The present disclosure aims at providing a decoupling circuit, a driving IC, and a display device, so as to overcome the shortcomings in the prior art, wherein not only phenomena of upper ghost image and lower ghost image on an LED display screen can be eliminated, but also the coupling phenomenon of the display screen can be greatly reduced.

Objectives of the present disclosure are achieved through the following technical solutions.

In a first aspect, the present disclosure provides a decoupling circuit, including a pre-charging module and a constant current driving module, an output terminal of the pre-charging module and an output terminal of the constant current driving module being connected together to serve as a channel output terminal, wherein

• • within one display unit, when PWM is greater than 0, operation states of the pre-charging module are pre-charging V1, pre-charging off (turning off of pre-charging), and pre-charging V2 in sequence, the constant current driving module is turned on based on PWM in a stage of the pre-charging off, such that a lamp bead is lit, and at this time, the voltage at the channel output terminal is V3;
  • within one display unit, when the PWM is equal to 0, the constant current driving module is turned off, and output states of the pre-charging module are pre-charging V4, pre-charging V5, and pre-charging V6 in sequence, wherein
  • (V1−V3)−(V4−V5)=K1, (V2−V3)−(V6−V5)=K2, K1 and K2 are constants.
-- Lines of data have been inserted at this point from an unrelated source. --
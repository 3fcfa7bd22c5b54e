use std::path::Path;

use diesel::connection::SimpleConnection;
use diesel::prelude::*;
use diesel::sql_types::{BigInt, Integer};
use diesel::sqlite::SqliteConnection;
use diesel_migrations::{EmbeddedMigrations, MigrationHarness, embed_migrations};

use crate::error::IntegrityError;

pub const MIGRATIONS: EmbeddedMigrations = embed_migrations!("migrations");

#[derive(QueryableByName)]
struct LastInsertRowId {
    #[diesel(sql_type = BigInt)]
    last_insert_rowid: i64,
}

#[derive(QueryableByName)]
struct UserVersionRow {
    #[diesel(sql_type = Integer)]
    user_version: i32,
}

/// Opens the SQLite database at `path`, creating the file if it does not
/// exist, and enables foreign key support.
///
/// Foreign keys are disabled by default in SQLite for backwards
/// compatibility; all relationship cascades here rely on them.
pub fn connect(path: &Path) -> Result<SqliteConnection, IntegrityError> {
    let mut conn = SqliteConnection::establish(&path.to_string_lossy())?;
    conn.batch_execute("PRAGMA foreign_keys = ON")?;
    Ok(conn)
}

/// Applies all pending embedded migrations, creating the full schema on a
/// fresh database.
pub fn create_schema(conn: &mut SqliteConnection) -> Result<(), IntegrityError> {
    conn.run_pending_migrations(MIGRATIONS)
        .map(|_| ())
        .map_err(|e| IntegrityError::Schema(e.to_string()))
}

/// Reads the schema version stored in the `user_version` pragma.
pub fn database_version(conn: &mut SqliteConnection) -> QueryResult<i32> {
    diesel::sql_query("PRAGMA user_version")
        .get_result::<UserVersionRow>(conn)
        .map(|row| row.user_version)
}

/// Stores `version` in the `user_version` pragma.
pub fn set_database_version(conn: &mut SqliteConnection, version: i32) -> QueryResult<()> {
    // PRAGMA does not support bound parameters
    diesel::sql_query(format!("PRAGMA user_version = {version}")).execute(conn)?;
    Ok(())
}

/// Returns the rowid of the most recent insert on this connection.
pub(crate) fn last_insert_rowid(conn: &mut SqliteConnection) -> QueryResult<i32> {
    diesel::sql_query("SELECT last_insert_rowid() as last_insert_rowid")
        .get_result::<LastInsertRowId>(conn)
        .map(|row| row.last_insert_rowid as i32)
}

/// Deletes relationship rows whose endpoints no longer resolve.
///
/// The schema already cascades deletes through foreign keys; this sweep
/// runs inside every entity-delete transaction as a backstop and returns
/// the number of rows it removed.
pub fn sweep_orphan_links(conn: &mut SqliteConnection) -> QueryResult<usize> {
    let mut removed = 0;
    removed += diesel::sql_query(
        "DELETE FROM user_roles WHERE user_id NOT IN (SELECT id FROM users) \
         OR role_id NOT IN (SELECT id FROM roles)",
    )
    .execute(conn)?;
    removed += diesel::sql_query(
        "DELETE FROM roles_policies WHERE role_id NOT IN (SELECT id FROM roles) \
         OR policy_id NOT IN (SELECT id FROM policies)",
    )
    .execute(conn)?;
    removed += diesel::sql_query(
        "DELETE FROM roles_rules WHERE role_id NOT IN (SELECT id FROM roles) \
         OR rule_id NOT IN (SELECT id FROM rules)",
    )
    .execute(conn)?;
    Ok(removed)
}

#[cfg(test)]
mod tests {
    use super::*;
    use crate::orm::testing::setup_test_db;

    #[test]
    fn test_database_version_round_trip() {
        let mut conn = setup_test_db();

        assert_eq!(database_version(&mut conn).unwrap(), 0);
        set_database_version(&mut conn, 40817).unwrap();
        assert_eq!(database_version(&mut conn).unwrap(), 40817);
    }

    #[test]
    fn test_sweep_on_clean_database() {
        let mut conn = setup_test_db();
        assert_eq!(sweep_orphan_links(&mut conn).unwrap(), 0);
    }
}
In the present disclosure, by adjusting potentials of pre-charging V1, V2, V4, V5, and V6, the decoupling circuit has the same decoupling capability when PWM displayed by the lamp beads is greater than 0 and the PWM is equal to 0, such that the optimal decoupling effect can be achieved, and meanwhile, the lower ghost image phenomenon also can be eliminated through the pre-charging V1, V2, V4, and V6.
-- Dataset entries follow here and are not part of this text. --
use chrono::NaiveDateTime;
use diesel::{Identifiable, Insertable, Queryable};
use serde::{Deserialize, Serialize};

use crate::schema::roles_policies;

/// Link row of the ordered Role<->Policy association. `level` is the
/// zero-based position of the policy in the role's policy list.
#[derive(Deserialize, Queryable, Identifiable, Debug, Clone, Serialize)]
#[diesel(table_name = roles_policies)]
pub struct RolePolicy {
    pub id: i32,
    pub role_id: i32,
    pub policy_id: i32,
    pub level: i32,
    pub created_at: NaiveDateTime,
}

#[derive(Insertable, Deserialize)]
#[diesel(table_name = roles_policies)]
pub struct NewRolePolicy {
    pub role_id: i32,
    pub policy_id: i32,
    pub level: i32,
    pub created_at: NaiveDateTime,
}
Further, when the PWM is greater than 0, duration of the state of the pre-charging off is greater than or equal to the display time of the PWM.

Further, none of the pre-charging V1, the pre-charging V2, the pre-charging V4, the pre-charging V5, and the pre-charging V6 is sufficient to turn on the lamp bead.

Preferably, the (V1−V3) is equal to or about equal to (V4−V5), and (V2−V3) is equal to or about equal to (V6−V5).

Further, in a common anode display screen, V3<V5, and in a common cathode display screen, V3>V5.

Further, in a common cathode display screen, V3>V1, V3>V2, and V5>V4; and in a common anode display screen, V3<V1, V3<V2, and V5<V4.

Optionally, the pre-charging module includes one off state between V1 and V3, between V3 and V2, between V4 and V5, and between V5 and V6, and duration of the off state is t, where t≥0.

Further, the display unit refers to a minimum display packet with grayscale data being in one sub-frame.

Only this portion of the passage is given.